Homosexuelle, die "natürlich typischerweise eher keine Kinder haben", so Hoppe, hätten auch einen kurzen Zeithorizont, gäben mehr Geld für Konsum aus und sparten weniger. Nach Meinung einiger Ökonomen habe auch Keynes eine "spend it now"-Mentalität besessen. Seine Ausführungen dazu dauerten nicht länger als anderthalb Minuten. Konnte Hoppe ahnen, daß ein Hörer sich verletzt fühlen würde und Beschwerde gegen ihn, den Professor, einreichen würde? Anfang Februar zitierte die lokale Presse den Studenten Michael Knight mit den Worten: "Er hat Stereotypen über Homosexuelle verbreitet." Wenn der Professor den Hörsaal betritt, "muß er dafür sorgen, so politisch korrekt wie möglich zu bleiben."

Hoppe verteidigte sich, er arbeite mit soziologischen Verallgemeinerungen der Sorte: Italiener essen mehr Spaghetti als Deutsche, und Deutsche essen mehr Sauerkraut als Italiener. Auch diese Aussage treffe nicht auf alle Individuen zu, sei tendenziell aber richtig. Hoppe hat die American Civil Liberties Union (ACLU) eingeschaltet, die als Verteidigung bei der Universitätsleitung vorsprach. Die ACLU meint zwar, daß Hoppes Aussage potentiell verletzend sein könne. Wenn aber der Wirtschaftswissenschaftler wegen seiner im Hörsaal diskutierten Thesen mit Sanktionen belegt werde, sieht die Bürgerrechtsvereinigung Meinungs- und Wissenschaftsfreiheit in Gefahr.

Die Mühlen der PC-Disziplinarjustiz der Universität von Nevada mahlen langsam, bislang steht noch kein Urteil fest. Als mögliche Strafen wurden diskutiert, Hoppe könne für die nächste Gehaltserhöhung gesperrt werden. Hoppe sieht sich nicht als Täter, sondern als Opfer und verlangt eine Entschuldigung der Universitätsleitung für das Verfahren. "Anstatt mich vor Übergriffen auf meine akademische Freiheit zu schützen, hat die Universitätsverwaltung eine Hexenjagd auf mich eröffnet", erklärte Hoppe in einem Interview. Er werde keine disziplinarische Verurteilung akzeptieren und nötigenfalls die öffentlichen Gerichte bemühen.
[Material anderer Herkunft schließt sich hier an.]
use contracts::domain::a002_support_project::aggregate::{SupportProject, SupportProjectDto};
use contracts::domain::common::AggregateId;
use leptos::prelude::*;
use leptos::task::spawn_local;

use super::api;
use crate::shared::date_utils::format_date;

const STATUSES: &[(&str, &str)] = &[
    ("draft", "작성중"),
    ("open", "모집중"),
    ("closed", "모집마감"),
    ("completed", "완료"),
];

fn status_label(status: &str) -> &'static str {
    STATUSES
        .iter()
        .find(|(value, _)| *value == status)
        .map(|(_, label)| *label)
        .unwrap_or("-")
}

fn confirm(message: &str) -> bool {
    web_sys::window()
        .map(|w| w.confirm_with_message(message).unwrap_or(false))
        .unwrap_or(false)
}

#[component]
pub fn SupportProjectList(
    /// Admin accounts get edit/delete controls
    #[prop(into)]
    is_admin: Signal<bool>,
) -> impl IntoView {
    let (items, set_items) = signal(Vec::<SupportProject>::new());
    let (error, set_error) = signal(Option::<String>::None);
    let (show_form, set_show_form) = signal(false);
    let (editing_id, set_editing_id) = signal(Option::<String>::None);

    let title = RwSignal::new(String::new());
    let category = RwSignal::new(String::new());
    let apply_from = RwSignal::new(String::new());
    let apply_to = RwSignal::new(String::new());
    let budget = RwSignal::new(String::new());
    let capacity = RwSignal::new(String::new());
    let status = RwSignal::new("draft".to_string());

    let fetch = move || {
        spawn_local(async move {
            match api::list().await {
                Ok(list) => {
                    set_items.set(list);
                    set_error.set(None);
                }
                Err(e) => set_error.set(Some(e.to_string())),
            }
        });
    };
    fetch();

    let open_create = move |_| {
        set_editing_id.set(None);
        title.set(String::new());
        category.set(String::new());
        apply_from.set(String::new());
        apply_to.set(String::new());
        budget.set(String::new());
        capacity.set(String::new());
        status.set("draft".to_string());
        set_show_form.set(true);
    };

    let open_edit = move |project: SupportProject| {
        set_editing_id.set(Some(project.base.id.as_string()));
        title.set(project.base.description.clone());
        category.set(project.category.clone());
        apply_from.set(project.apply_from.map(|d| d.to_string()).unwrap_or_default());
        apply_to.set(project.apply_to.map(|d| d.to_string()).unwrap_or_default());
        budget.set(project.budget.to_string());
        capacity.set(project.capacity.to_string());
        status.set(project.status.as_str().to_string());
        set_show_form.set(true);
    };

    let on_save = move |_| {
        let dto = SupportProjectDto {
            id: editing_id.get_untracked(),
            code: None,
            description: title.get_untracked(),
            category: category.get_untracked(),
            apply_from: apply_from.get_untracked().trim().parse().ok(),
            apply_to: apply_to.get_untracked().trim().parse().ok(),
            budget: budget.get_untracked().trim().parse().unwrap_or(0),
            capacity: capacity.get_untracked().trim().parse().unwrap_or(0),
            status: status.get_untracked(),
            comment: None,
        };
        spawn_local(async move {
            match api::save(&dto).await {
                Ok(_) => {
                    set_show_form.set(false);
                    fetch();
                }
                Err(e) => set_error.set(Some(e.to_string())),
            }
        });
    };

    let on_delete = move |id: String| {
        if !confirm("이 지원사업을 삭제하시겠습니까?") {
            return;
        }
        spawn_local(async move {
            match api::delete(&id).await {
                Ok(()) => fetch(),
                Err(e) => set_error.set(Some(e.to_string())),
            }
        });
    };

    view! {
        <div class="support-project-page">
            <div class="page-header">
                <h2>"지원사업"</h2>
                <Show when=move || is_admin.get()>
                    <button class="btn-primary" on:click=open_create>"사업 등록"</button>
                </Show>
            </div>

            <Show when=move || error.get().is_some()>
                <div class="error-banner">
                    <span>{move || error.get().unwrap_or_default()}</span>
                    <button class="btn-link" on:click=move |_| set_error.set(None)>"닫기"</button>
                </div>
            </Show>

            <Show when=move || show_form.get()>
                <div class="form-panel">
                    <h3>{move || if editing_id.get().is_some() { "지원사업 수정" } else { "지원사업 등록" }}</h3>
                    <div class="form-group">
                        <label>"사업명"</label>
                        <input type="text" prop:value=move || title.get()
                            on:input=move |ev| title.set(event_target_value(&ev)) />
                    </div>
                    <div class="form-group">
                        <label>"분야"</label>
                        <input type="text" prop:value=move || category.get()
                            on:input=move |ev| category.set(event_target_value(&ev)) />
                    </div>
                    <div class="form-group">
                        <label>"모집 시작일"</label>
                        <input type="date" prop:value=move || apply_from.get()
                            on:input=move |ev| apply_from.set(event_target_value(&ev)) />
                    </div>
                    <div class="form-group">
                        <label>"모집 마감일"</label>
                        <input type="date" prop:value=move || apply_to.get()
                            on:input=move |ev| apply_to.set(event_target_value(&ev)) />
                    </div>
                    <div class="form-group">
                        <label>"예산 (원)"</label>
                        <input type="number" prop:value=move || budget.get()
                            on:input=move |ev| budget.set(event_target_value(&ev)) />
                    </div>
                    <div class="form-group">
                        <label>"선정 기업 수"</label>
                        <input type="number" prop:value=move || capacity.get()
                            on:input=move |ev| capacity.set(event_target_value(&ev)) />
                    </div>
                    <div class="form-group">
                        <label>"상태"</label>
                        <select
                            prop:value=move || status.get()
                            on:change=move |ev| status.set(event_target_value(&ev))
                        >
                            {STATUSES.iter().map(|(value, label)| {
                                view! { <option value={*value}>{*label}</option> }
                            }).collect_view()}
                        </select>
                    </div>
                    <div class="form-actions">
                        <button class="btn-primary" on:click=on_save>"저장"</button>
                        <button class="btn-secondary" on:click=move |_| set_show_form.set(false)>"취소"</button>
                    </div>
                </div>
            </Show>

            <table class="data-table">
                <thead>
                    <tr>
                        <th>"사업명"</th>
                        <th>"분야"</th>
                        <th>"모집 기간"</th>
                        <th>"예산"</th>
                        <th>"선정 수"</th>
                        <th>"상태"</th>
                        <Show when=move || is_admin.get()><th>"작업"</th></Show>
                    </tr>
                </thead>
                <tbody>
                    {move || items.get().into_iter().map(|project| {
                        let edit_project = project.clone();
                        let delete_id = project.base.id.as_string();
                        let period = format!(
                            "{} ~ {}",
                            project.apply_from.map(|d| format_date(&d.to_string())).unwrap_or_default(),
                            project.apply_to.map(|d| format_date(&d.to_string())).unwrap_or_default(),
                        );
                        view! {
                            <tr>
                                <td>{project.base.description.clone()}</td>
                                <td>{project.category.clone()}</td>
                                <td>{period}</td>
                                <td>{project.budget.to_string()}</td>
                                <td>{project.capacity.to_string()}</td>
                                <td>{status_label(project.status.as_str())}</td>
                                <Show when=move || is_admin.get()>
                                    <td class="row-actions">
                                        <button class="btn-link" on:click={
                                            let edit_project = edit_project.clone();
                                            move |_| open_edit(edit_project.clone())
                                        }>"수정"</button>
                                        <button class="btn-link danger" on:click={
                                            let delete_id = delete_id.clone();
                                            move |_| on_delete(delete_id.clone())
                                        }>"삭제"</button>
                                    </td>
                                </Show>
                            </tr>
                        }
                    }).collect_view()}
                </tbody>
            </table>
        </div>
    }
}
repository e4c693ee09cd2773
use axum::{
    extract::Query,
    http::{header, StatusCode},
    response::IntoResponse,
    Json,
};
use contracts::projections::p900_member_stats::{StatsFilter, StatsResponse};

use crate::projections::p900_member_stats::service;

/// GET /api/p900/member-stats
pub async fn list(Query(filter): Query<StatsFilter>) -> Result<Json<StatsResponse>, StatusCode> {
    match service::list(&filter).await {
        Ok(rows) => Ok(Json(StatsResponse { rows })),
        Err(e) => {
            tracing::error!("Failed to query member stats: {}", e);
            Err(StatusCode::INTERNAL_SERVER_ERROR)
        }
    }
}

/// GET /api/p900/member-stats/export
pub async fn export_csv(Query(filter): Query<StatsFilter>) -> Result<impl IntoResponse, StatusCode> {
    let rows = service::list(&filter)
        .await
        .map_err(|_| StatusCode::INTERNAL_SERVER_ERROR)?;
    let bytes = service::to_csv(&rows).map_err(|_| StatusCode::INTERNAL_SERVER_ERROR)?;

    Ok((
        [
            (header::CONTENT_TYPE, "text/csv; charset=utf-8"),
            (
                header::CONTENT_DISPOSITION,
                "attachment; filename=\"member_stats.csv\"",
            ),
        ],
        bytes,
    ))
}
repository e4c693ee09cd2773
pub mod aggregate;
Gegenüber dieser Zeitung sagte er, der Verhandlungszirkus mit zahlreichen Anhörungen und schriftlichen Stellungnahmen zehre an seinen Nerven. Erst unter dem Druck von vielen hundert Briefen aus der ganzen Welt hat letzte Woche die Universersitätsleitung sämtliche Vorwürfe gegen Hoppe fallengelassen.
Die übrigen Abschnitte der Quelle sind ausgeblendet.